** Opening AVAILABLE DATA block **
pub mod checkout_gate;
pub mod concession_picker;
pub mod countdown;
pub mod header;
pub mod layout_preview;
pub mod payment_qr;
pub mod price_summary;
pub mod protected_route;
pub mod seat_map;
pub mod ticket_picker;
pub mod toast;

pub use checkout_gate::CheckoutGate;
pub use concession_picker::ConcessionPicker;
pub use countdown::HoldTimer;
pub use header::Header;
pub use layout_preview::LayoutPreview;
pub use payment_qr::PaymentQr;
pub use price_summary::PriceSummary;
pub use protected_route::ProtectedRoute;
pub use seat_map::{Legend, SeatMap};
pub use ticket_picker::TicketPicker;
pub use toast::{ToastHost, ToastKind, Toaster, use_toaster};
** Closing AVAILABLE DATA block **
** Opening AVAILABLE DATA block **
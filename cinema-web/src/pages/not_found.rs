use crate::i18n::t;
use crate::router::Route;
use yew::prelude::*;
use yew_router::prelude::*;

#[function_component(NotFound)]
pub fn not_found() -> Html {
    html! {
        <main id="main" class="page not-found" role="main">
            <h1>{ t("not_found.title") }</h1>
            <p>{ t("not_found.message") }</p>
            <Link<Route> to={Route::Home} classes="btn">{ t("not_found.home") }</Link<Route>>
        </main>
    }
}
** Closing AVAILABLE DATA block **
** Opening AVAILABLE DATA block **
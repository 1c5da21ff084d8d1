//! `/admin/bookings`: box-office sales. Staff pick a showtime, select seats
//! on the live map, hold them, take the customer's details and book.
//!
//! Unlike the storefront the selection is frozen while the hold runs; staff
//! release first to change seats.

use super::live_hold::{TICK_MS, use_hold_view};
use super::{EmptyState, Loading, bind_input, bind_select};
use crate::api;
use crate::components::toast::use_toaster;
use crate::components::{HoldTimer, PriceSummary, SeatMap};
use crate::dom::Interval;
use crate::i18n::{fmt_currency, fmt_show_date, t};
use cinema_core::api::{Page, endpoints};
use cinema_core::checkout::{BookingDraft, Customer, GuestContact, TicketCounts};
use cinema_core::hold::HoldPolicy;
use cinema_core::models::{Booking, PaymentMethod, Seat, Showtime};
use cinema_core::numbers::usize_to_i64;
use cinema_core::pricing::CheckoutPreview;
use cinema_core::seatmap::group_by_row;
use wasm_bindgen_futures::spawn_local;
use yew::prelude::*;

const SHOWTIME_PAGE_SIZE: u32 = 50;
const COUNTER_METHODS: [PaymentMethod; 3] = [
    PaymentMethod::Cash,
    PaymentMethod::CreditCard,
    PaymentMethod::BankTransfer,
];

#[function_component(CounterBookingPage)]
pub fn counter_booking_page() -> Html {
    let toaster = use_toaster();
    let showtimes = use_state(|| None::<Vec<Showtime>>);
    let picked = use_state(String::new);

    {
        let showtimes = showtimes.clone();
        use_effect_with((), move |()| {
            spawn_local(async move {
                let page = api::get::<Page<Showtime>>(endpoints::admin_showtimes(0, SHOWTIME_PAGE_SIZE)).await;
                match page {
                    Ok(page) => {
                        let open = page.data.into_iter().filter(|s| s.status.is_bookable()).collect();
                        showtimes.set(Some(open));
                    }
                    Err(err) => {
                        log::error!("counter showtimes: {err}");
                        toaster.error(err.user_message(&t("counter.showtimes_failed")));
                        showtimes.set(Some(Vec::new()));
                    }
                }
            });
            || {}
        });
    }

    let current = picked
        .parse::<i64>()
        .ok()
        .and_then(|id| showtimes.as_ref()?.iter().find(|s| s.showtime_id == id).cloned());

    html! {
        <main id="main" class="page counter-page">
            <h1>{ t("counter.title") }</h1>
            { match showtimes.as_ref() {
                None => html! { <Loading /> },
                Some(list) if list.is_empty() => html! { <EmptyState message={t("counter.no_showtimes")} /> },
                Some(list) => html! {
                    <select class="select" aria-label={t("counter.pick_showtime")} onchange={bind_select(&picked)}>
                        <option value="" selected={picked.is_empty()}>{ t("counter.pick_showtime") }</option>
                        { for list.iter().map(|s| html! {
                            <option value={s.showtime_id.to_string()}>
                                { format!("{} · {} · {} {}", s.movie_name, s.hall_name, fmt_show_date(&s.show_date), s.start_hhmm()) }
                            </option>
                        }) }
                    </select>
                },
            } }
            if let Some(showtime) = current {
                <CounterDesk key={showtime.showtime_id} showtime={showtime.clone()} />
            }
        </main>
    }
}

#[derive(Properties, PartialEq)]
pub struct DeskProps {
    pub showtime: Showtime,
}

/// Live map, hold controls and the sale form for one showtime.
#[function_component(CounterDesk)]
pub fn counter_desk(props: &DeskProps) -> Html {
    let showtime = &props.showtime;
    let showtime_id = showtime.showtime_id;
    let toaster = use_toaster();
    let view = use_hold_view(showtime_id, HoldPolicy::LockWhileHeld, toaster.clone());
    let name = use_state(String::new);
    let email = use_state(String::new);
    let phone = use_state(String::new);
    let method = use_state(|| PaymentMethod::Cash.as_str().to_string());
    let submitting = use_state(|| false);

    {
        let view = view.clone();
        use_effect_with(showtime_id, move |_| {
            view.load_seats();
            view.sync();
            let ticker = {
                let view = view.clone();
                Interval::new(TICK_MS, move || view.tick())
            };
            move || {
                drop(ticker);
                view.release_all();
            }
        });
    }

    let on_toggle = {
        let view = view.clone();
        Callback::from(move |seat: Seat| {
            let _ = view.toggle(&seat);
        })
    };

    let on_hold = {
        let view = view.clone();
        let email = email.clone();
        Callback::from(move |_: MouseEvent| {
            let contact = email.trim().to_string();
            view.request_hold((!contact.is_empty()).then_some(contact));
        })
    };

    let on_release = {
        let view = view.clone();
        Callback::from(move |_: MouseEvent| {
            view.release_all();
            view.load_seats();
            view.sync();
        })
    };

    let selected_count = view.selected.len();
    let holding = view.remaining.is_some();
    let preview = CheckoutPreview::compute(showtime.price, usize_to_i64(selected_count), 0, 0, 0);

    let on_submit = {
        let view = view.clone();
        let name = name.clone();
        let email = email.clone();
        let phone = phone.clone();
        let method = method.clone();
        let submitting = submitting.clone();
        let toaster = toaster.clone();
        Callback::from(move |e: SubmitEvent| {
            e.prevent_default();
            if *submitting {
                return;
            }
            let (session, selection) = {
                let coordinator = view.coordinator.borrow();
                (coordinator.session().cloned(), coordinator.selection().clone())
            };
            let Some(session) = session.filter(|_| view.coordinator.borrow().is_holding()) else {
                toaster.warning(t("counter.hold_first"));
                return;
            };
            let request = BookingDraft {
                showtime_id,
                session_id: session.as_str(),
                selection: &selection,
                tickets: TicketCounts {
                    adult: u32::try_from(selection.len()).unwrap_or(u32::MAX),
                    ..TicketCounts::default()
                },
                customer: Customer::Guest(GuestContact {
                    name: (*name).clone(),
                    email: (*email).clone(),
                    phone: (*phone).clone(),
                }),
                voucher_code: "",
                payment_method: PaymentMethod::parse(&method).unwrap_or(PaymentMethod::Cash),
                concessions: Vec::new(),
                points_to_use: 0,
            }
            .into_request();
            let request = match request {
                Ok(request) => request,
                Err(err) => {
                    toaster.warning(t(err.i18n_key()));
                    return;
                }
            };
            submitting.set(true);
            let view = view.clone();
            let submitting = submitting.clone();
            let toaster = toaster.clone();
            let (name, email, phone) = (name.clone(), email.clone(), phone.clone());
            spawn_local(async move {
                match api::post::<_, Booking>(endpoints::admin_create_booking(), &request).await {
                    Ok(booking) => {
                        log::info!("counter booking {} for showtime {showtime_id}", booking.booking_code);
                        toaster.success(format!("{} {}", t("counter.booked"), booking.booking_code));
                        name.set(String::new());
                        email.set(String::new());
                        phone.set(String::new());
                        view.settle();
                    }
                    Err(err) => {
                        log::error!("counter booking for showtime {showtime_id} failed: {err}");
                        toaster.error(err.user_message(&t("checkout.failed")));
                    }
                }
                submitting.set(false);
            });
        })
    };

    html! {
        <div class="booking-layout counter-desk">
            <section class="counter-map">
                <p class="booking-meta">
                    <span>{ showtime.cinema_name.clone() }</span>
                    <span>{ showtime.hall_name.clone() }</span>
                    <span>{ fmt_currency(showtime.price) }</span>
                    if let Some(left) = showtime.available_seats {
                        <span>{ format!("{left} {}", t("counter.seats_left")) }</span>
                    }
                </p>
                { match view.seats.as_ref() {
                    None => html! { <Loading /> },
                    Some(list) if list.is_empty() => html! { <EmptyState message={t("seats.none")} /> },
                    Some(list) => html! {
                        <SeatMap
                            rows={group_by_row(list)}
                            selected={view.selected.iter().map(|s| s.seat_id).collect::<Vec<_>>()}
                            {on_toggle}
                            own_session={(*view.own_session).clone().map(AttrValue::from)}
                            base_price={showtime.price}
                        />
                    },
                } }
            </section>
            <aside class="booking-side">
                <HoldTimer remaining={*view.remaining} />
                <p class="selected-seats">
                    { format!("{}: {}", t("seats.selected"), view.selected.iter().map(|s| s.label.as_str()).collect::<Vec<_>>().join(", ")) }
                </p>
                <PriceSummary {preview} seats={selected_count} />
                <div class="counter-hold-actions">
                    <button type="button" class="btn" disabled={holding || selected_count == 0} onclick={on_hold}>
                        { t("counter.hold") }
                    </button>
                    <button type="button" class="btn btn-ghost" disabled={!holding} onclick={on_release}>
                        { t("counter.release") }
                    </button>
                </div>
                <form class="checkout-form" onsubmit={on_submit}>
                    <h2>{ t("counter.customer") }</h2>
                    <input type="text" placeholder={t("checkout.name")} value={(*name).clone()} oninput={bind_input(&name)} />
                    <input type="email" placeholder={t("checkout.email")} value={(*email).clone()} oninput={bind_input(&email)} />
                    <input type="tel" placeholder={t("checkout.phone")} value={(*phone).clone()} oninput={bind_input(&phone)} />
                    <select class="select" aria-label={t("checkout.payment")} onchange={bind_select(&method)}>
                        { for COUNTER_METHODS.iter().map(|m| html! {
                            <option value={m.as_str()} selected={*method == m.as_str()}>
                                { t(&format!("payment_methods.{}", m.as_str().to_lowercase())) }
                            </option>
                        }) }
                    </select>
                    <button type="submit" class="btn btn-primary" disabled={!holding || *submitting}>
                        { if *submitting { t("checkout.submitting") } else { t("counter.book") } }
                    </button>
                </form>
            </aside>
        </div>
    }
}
** Closing AVAILABLE DATA block **
Those lines above that contain the string "left" should be returned.

                    if let Some(left) = showtime.available_seats {
                        <span>{ format!("{left} {}", t("counter.seats_left")) }</span>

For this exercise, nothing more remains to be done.